When planning a travel or an adventure, sightseers increasingly rely on opinions posted on the Internet tourism related websites, such as TripAdvisor, Booking.com or Expedia. Unfortunately, beautiful, yet less-known places and rarely visited sightspots often do not accumulate sufficient number of valuable opinions on such websites. An approach is developed consisting of a system (PSRS) for wildlife sightspots and propose a method for verifying collected geotagged tweets and using them as on-spot reviews.

Park Supplementary Review System less-known tourist spots on-spot reviews

1. Introduction

Recently, there has been a rapidly increasing demand for the application of information technologies in the field of tourism (defined with a blanket term of Tourism Informatics). Diverse Big Data have been applied to tourism research and have made considerable improvements, for example, in the development of recommendation systems (Masui et al. ^[1]), navigation systems (Yoshida et al. ^[2]), and regional content tourism support systems (Masui et al. ^[3]). The main goal is to promote tourism of a specific place and to provide personalized information as per specific search. Apart from the developed systems, the task of analyzing tourism information is of great importance. It enables the collection of large amounts of data to supplement the developed systems. By data sources, tourism-related Big Data generally fall into a few broad categories, which include the following.
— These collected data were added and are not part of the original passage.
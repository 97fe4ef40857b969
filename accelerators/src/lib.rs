//! Ray intersection acceleration data structures.

#[macro_use]
extern crate log;

mod bvh;

// Re-export
pub use bvh::*;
User Generated Contents (UGC), defined as data generated by users which includes online textual and photo data, etc.;
Device Data (generated by devices), which includes GPS data, roaming data from mobile devices, Bluetooth data, etc.;
Transaction Data (generated by operations), with the likes of Web search data, Web page visiting data, or online booking data.

These carry different information and different data types which may address different tourism issues as explained by Ling et al. ^[4].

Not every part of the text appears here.